▶ [Your assignment]
Whether an entry is long or short, retype it exactly.

*** Data to process Section Begins ***

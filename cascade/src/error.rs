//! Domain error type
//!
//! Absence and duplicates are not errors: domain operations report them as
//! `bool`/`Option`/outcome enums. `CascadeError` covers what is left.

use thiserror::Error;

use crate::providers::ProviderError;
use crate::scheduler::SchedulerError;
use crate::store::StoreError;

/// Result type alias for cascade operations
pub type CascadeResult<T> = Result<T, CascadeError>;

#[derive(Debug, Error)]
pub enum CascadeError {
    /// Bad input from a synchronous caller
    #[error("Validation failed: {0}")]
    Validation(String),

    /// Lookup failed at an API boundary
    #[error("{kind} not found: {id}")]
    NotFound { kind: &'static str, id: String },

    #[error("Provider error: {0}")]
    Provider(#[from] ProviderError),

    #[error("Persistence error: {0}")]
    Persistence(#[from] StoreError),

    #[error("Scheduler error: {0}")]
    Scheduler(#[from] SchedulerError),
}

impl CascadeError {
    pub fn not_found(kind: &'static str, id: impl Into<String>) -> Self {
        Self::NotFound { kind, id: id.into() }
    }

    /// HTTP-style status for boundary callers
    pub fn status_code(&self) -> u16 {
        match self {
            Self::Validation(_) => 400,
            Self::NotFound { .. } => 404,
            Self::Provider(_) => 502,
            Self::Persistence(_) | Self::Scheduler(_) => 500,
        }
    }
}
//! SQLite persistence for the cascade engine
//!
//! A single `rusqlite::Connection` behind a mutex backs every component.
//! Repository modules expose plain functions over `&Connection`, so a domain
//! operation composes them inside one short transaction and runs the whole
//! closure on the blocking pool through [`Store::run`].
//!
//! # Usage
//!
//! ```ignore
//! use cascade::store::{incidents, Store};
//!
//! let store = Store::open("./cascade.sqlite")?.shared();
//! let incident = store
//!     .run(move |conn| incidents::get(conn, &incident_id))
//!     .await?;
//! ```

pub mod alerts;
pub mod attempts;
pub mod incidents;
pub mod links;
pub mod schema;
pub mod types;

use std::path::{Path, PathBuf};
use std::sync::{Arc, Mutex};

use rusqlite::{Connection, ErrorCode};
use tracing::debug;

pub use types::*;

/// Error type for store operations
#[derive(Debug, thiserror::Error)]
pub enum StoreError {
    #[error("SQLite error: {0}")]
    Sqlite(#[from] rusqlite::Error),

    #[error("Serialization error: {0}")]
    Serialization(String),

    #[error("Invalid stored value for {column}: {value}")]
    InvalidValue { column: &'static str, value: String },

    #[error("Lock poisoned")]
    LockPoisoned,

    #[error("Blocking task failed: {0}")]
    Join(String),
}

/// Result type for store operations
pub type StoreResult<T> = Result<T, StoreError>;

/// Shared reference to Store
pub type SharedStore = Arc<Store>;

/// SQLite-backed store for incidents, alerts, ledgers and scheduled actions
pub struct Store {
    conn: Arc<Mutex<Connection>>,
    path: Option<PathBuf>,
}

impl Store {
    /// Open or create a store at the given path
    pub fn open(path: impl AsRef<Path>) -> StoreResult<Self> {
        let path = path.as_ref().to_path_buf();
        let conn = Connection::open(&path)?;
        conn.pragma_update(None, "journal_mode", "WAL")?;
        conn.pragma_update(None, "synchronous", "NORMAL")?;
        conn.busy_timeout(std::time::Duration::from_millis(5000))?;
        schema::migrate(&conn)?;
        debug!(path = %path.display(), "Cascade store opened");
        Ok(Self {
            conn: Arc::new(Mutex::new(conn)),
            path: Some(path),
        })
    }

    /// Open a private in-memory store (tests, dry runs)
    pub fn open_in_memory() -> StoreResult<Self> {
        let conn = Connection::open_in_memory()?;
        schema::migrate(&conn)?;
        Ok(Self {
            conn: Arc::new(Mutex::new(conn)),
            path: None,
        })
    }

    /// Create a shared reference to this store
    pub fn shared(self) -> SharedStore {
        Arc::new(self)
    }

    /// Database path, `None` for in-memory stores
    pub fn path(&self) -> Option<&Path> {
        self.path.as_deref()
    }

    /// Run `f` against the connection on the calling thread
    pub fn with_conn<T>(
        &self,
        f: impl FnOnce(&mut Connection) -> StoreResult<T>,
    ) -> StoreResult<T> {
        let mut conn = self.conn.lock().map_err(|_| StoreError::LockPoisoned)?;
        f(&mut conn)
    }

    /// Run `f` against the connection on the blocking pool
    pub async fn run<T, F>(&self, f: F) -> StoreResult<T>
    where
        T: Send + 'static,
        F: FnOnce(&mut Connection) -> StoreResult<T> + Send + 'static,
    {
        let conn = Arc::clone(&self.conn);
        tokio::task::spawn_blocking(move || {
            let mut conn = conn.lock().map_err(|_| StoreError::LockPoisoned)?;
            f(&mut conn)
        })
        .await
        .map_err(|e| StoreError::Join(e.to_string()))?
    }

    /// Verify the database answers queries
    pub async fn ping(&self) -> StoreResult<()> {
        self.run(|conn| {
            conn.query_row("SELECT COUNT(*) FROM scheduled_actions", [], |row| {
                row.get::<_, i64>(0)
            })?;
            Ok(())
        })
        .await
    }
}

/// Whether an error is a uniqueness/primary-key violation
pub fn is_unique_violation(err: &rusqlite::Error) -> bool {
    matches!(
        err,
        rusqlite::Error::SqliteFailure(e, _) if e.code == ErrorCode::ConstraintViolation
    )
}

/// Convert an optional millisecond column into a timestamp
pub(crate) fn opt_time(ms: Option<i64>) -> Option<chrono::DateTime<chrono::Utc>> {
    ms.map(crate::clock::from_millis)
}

*** Data to process Section Ends ***

▶ [Result for this exercise]
filename cascade/src/error.rs
//! Domain error type
//!
//! Absence and duplicates are not errors: domain operations report them as
//! `bool`/`Option`/outcome enums. `CascadeError` covers what is left.

use thiserror::Error;

use crate::providers::ProviderError;
use crate::scheduler::SchedulerError;
use crate::store::StoreError;

/// Result type alias for cascade operations
pub type CascadeResult<T> = Result<T, CascadeError>;

#[derive(Debug, Error)]
pub enum CascadeError {
    /// Bad input from a synchronous caller
    #[error("Validation failed: {0}")]
    Validation(String),

    /// Lookup failed at an API boundary
    #[error("{kind} not found: {id}")]
    NotFound { kind: &'static str, id: String },

    #[error("Provider error: {0}")]
    Provider(#[from] ProviderError),

    #[error("Persistence error: {0}")]
    Persistence(#[from] StoreError),

    #[error("Scheduler error: {0}")]
    Scheduler(#[from] SchedulerError),
}

impl CascadeError {
    pub fn not_found(kind: &'static str, id: impl Into<String>) -> Self {
        Self::NotFound { kind, id: id.into() }
    }

    /// HTTP-style status for boundary callers
    pub fn status_code(&self) -> u16 {
        match self {
            Self::Validation(_) => 400,
            Self::NotFound { .. } => 404,
            Self::Provider(_) => 502,
            Self::Persistence(_) | Self::Scheduler(_) => 500,
        }
    }
}
//! SQLite persistence for the cascade engine
//!
//! A single `rusqlite::Connection` behind a mutex backs every component.
//! Repository modules expose plain functions over `&Connection`, so a domain
//! operation composes them inside one short transaction and runs the whole
//! closure on the blocking pool through [`Store::run`].
//!
//! # Usage
//!
//! ```ignore
//! use cascade::store::{incidents, Store};
//!
//! let store = Store::open("./cascade.sqlite")?.shared();
//! let incident = store
//!     .run(move |conn| incidents::get(conn, &incident_id))
//!     .await?;
//! ```

pub mod alerts;
pub mod attempts;
pub mod incidents;
pub mod links;
pub mod schema;
pub mod types;

use std::path::{Path, PathBuf};
use std::sync::{Arc, Mutex};

use rusqlite::{Connection, ErrorCode};
use tracing::debug;

pub use types::*;

/// Error type for store operations
#[derive(Debug, thiserror::Error)]
pub enum StoreError {
    #[error("SQLite error: {0}")]
    Sqlite(#[from] rusqlite::Error),

    #[error("Serialization error: {0}")]
    Serialization(String),

    #[error("Invalid stored value for {column}: {value}")]
    InvalidValue { column: &'static str, value: String },

    #[error("Lock poisoned")]
    LockPoisoned,

    #[error("Blocking task failed: {0}")]
    Join(String),
}

/// Result type for store operations
pub type StoreResult<T> = Result<T, StoreError>;

/// Shared reference to Store
pub type SharedStore = Arc<Store>;

/// SQLite-backed store for incidents, alerts, ledgers and scheduled actions
pub struct Store {
    conn: Arc<Mutex<Connection>>,
    path: Option<PathBuf>,
}

impl Store {
    /// Open or create a store at the given path
    pub fn open(path: impl AsRef<Path>) -> StoreResult<Self> {
        let path = path.as_ref().to_path_buf();
        let conn = Connection::open(&path)?;
        conn.pragma_update(None, "journal_mode", "WAL")?;
        conn.pragma_update(None, "synchronous", "NORMAL")?;
        conn.busy_timeout(std::time::Duration::from_millis(5000))?;
        schema::migrate(&conn)?;
        debug!(path = %path.display(), "Cascade store opened");
        Ok(Self {
            conn: Arc::new(Mutex::new(conn)),
            path: Some(path),
        })
    }

    /// Open a private in-memory store (tests, dry runs)
    pub fn open_in_memory() -> StoreResult<Self> {
        let conn = Connection::open_in_memory()?;
        schema::migrate(&conn)?;
        Ok(Self {
            conn: Arc::new(Mutex::new(conn)),
            path: None,
        })
    }

    /// Create a shared reference to this store
    pub fn shared(self) -> SharedStore {
        Arc::new(self)
    }

    /// Database path, `None` for in-memory stores
    pub fn path(&self) -> Option<&Path> {
        self.path.as_deref()
    }

    /// Run `f` against the connection on the calling thread
    pub fn with_conn<T>(
        &self,
        f: impl FnOnce(&mut Connection) -> StoreResult<T>,
    ) -> StoreResult<T> {
        let mut conn = self.conn.lock().map_err(|_| StoreError::LockPoisoned)?;
        f(&mut conn)
    }

    /// Run `f` against the connection on the blocking pool
    pub async fn run<T, F>(&self, f: F) -> StoreResult<T>
    where
        T: Send + 'static,
        F: FnOnce(&mut Connection) -> StoreResult<T> + Send + 'static,
    {
        let conn = Arc::clone(&self.conn);
        tokio::task::spawn_blocking(move || {
            let mut conn = conn.lock().map_err(|_| StoreError::LockPoisoned)?;
            f(&mut conn)
        })
        .await
        .map_err(|e| StoreError::Join(e.to_string()))?
    }

    /// Verify the database answers queries
    pub async fn ping(&self) -> StoreResult<()> {
        self.run(|conn| {
            conn.query_row("SELECT COUNT(*) FROM scheduled_actions", [], |row| {
                row.get::<_, i64>(0)
            })?;
            Ok(())
        })
        .await
    }
}

/// Whether an error is a uniqueness/primary-key violation
pub fn is_unique_violation(err: &rusqlite::Error) -> bool {
    matches!(
        err,
        rusqlite::Error::SqliteFailure(e, _) if e.code == ErrorCode::ConstraintViolation
    )
}

/// Convert an optional millisecond column into a timestamp
pub(crate) fn opt_time(ms: Option<i64>) -> Option<chrono::DateTime<chrono::Utc>> {
    ms.map(crate::clock::from_millis)
}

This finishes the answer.